§ **Instructions for the task**: The line containing "use crate::mediator::FaultHandler;" marks the end: restate word for word every line from the first line of the entries below through that one.

Collected data
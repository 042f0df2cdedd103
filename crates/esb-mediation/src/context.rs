use std::fmt;
use std::sync::Arc;
use chrono::Utc;
use tokio::sync::oneshot;

use esb_common::{new_message_id, Envelope, Properties, StoredMessage};

use crate::environment::MediationEnvironment;
use crate::mediator::FaultHandler;

/// One message in flight through the mediation pipeline
///
/// A context has a single owner at a time. Mediators receive it as
/// `&mut MessageContext`, so two mediators can never touch the same message
/// concurrently.
pub struct MessageContext {
    message_id: String,
    pub envelope: Envelope,
    pub properties: Properties,
    pub is_response: bool,
    /// Destination address, set by dispatch
    pub to: Option<String>,
    fault_stack: Vec<Arc<dyn FaultHandler>>,
    environment: Arc<MediationEnvironment>,
    reply: Option<oneshot::Sender<Envelope>>,
}

impl MessageContext {
    /// Create a context for a message entering at the transport boundary
    pub fn new(environment: Arc<MediationEnvironment>, envelope: Envelope) -> Self {
        Self::with_id(environment, new_message_id(), envelope)
    }

    pub fn with_id(
        environment: Arc<MediationEnvironment>,
        message_id: impl Into<String>,
        envelope: Envelope,
    ) -> Self {
        Self {
            message_id: message_id.into(),
            envelope,
            properties: Properties::new(),
            is_response: false,
            to: None,
            fault_stack: Vec::new(),
            environment,
            reply: None,
        }
    }

    /// Rebuild a context from a persisted snapshot
    ///
    /// The fault stack and reply channel are not persisted; a restored
    /// context starts with neither.
    pub fn restore(message: StoredMessage, environment: Arc<MediationEnvironment>) -> Self {
        Self {
            message_id: message.message_id,
            envelope: message.envelope,
            properties: message.properties,
            is_response: message.is_response,
            to: message.to,
            fault_stack: Vec::new(),
            environment,
            reply: None,
        }
    }

    pub fn snapshot(&self) -> StoredMessage {
        StoredMessage {
            message_id: self.message_id.clone(),
            envelope: self.envelope.clone(),
            properties: self.properties.clone(),
            is_response: self.is_response,
            to: self.to.clone(),
            stored_at: Utc::now(),
        }
    }

    pub fn message_id(&self) -> &str {
        &self.message_id
    }

    pub fn environment(&self) -> &Arc<MediationEnvironment> {
        &self.environment
    }

    // ------------------------------------------------------------------------
    // Properties
    // ------------------------------------------------------------------------

    pub fn property(&self, key: &str) -> Option<&serde_json::Value> {
        self.properties.get(key)
    }

    pub fn property_str(&self, key: &str) -> Option<&str> {
        self.properties.get(key).and_then(|v| v.as_str())
    }

    pub fn set_property(&mut self, key: impl Into<String>, value: impl Into<serde_json::Value>) {
        self.properties.insert(key.into(), value.into());
    }

    pub fn remove_property(&mut self, key: &str) -> Option<serde_json::Value> {
        self.properties.remove(key)
    }

    // ------------------------------------------------------------------------
    // Fault stack
    // ------------------------------------------------------------------------

    pub fn push_fault(&mut self, handler: Arc<dyn FaultHandler>) {
        self.fault_stack.push(handler);
    }

    pub fn pop_fault(&mut self) -> Option<Arc<dyn FaultHandler>> {
        self.fault_stack.pop()
    }

    pub fn fault_depth(&self) -> usize {
        self.fault_stack.len()
    }

    /// Drop every handler pushed above `depth`
    pub fn truncate_faults(&mut self, depth: usize) {
        self.fault_stack.truncate(depth);
    }

    // ------------------------------------------------------------------------
    // Reply channel
    // ------------------------------------------------------------------------

    /// Attach the channel the transport waits on for the caller's response
    pub fn attach_reply(&mut self, reply: oneshot::Sender<Envelope>) {
        self.reply = Some(reply);
    }

    pub fn take_reply(&mut self) -> Option<oneshot::Sender<Envelope>> {
        self.reply.take()
    }

    pub fn has_reply(&self) -> bool {
        self.reply.is_some()
    }
}

impl fmt::Debug for MessageContext {
    fn fmt(&self, f: &mut fmt::Formatter<'_>) -> fmt::Result {
        f.debug_struct("MessageContext")
            .field("message_id", &self.message_id)
            .field("content_type", &self.envelope.content_type)
            .field("body_len", &self.envelope.len())
            .field("is_response", &self.is_response)
            .field("to", &self.to)
            .field("fault_depth", &self.fault_stack.len())
            .finish()
    }
}

#[cfg(test)]
mod tests {
    use super::*;
    use esb_common::properties;

    #[test]
    fn test_snapshot_restore_keeps_identity() {
        let env = MediationEnvironment::builder().build();
        let mut ctx = MessageContext::new(env.clone(), Envelope::text("payload"));
        ctx.set_property(properties::PRIORITY, 4);
        ctx.is_response = true;

        let snapshot = ctx.snapshot();
        let restored = MessageContext::restore(snapshot, env);

        assert_eq!(restored.message_id(), ctx.message_id());
        assert_eq!(restored.envelope, ctx.envelope);
        assert!(restored.is_response);
        assert_eq!(restored.property(properties::PRIORITY), Some(&serde_json::json!(4)));
        assert_eq!(restored.fault_depth(), 0);
    }

    #[test]
    fn test_message_ids_are_unique() {
        let env = MediationEnvironment::builder().build();
        let a = MessageContext::new(env.clone(), Envelope::default());
        let b = MessageContext::new(env, Envelope::default());
        assert_ne!(a.message_id(), b.message_id());
    }
}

§ **Exercise response**:
repository 042f0df2cdedd103
filename crates/esb-mediation/src/context.rs
use std::fmt;
use std::sync::Arc;
use chrono::Utc;
use tokio::sync::oneshot;

use esb_common::{new_message_id, Envelope, Properties, StoredMessage};

use crate::environment::MediationEnvironment;
use crate::mediator::FaultHandler;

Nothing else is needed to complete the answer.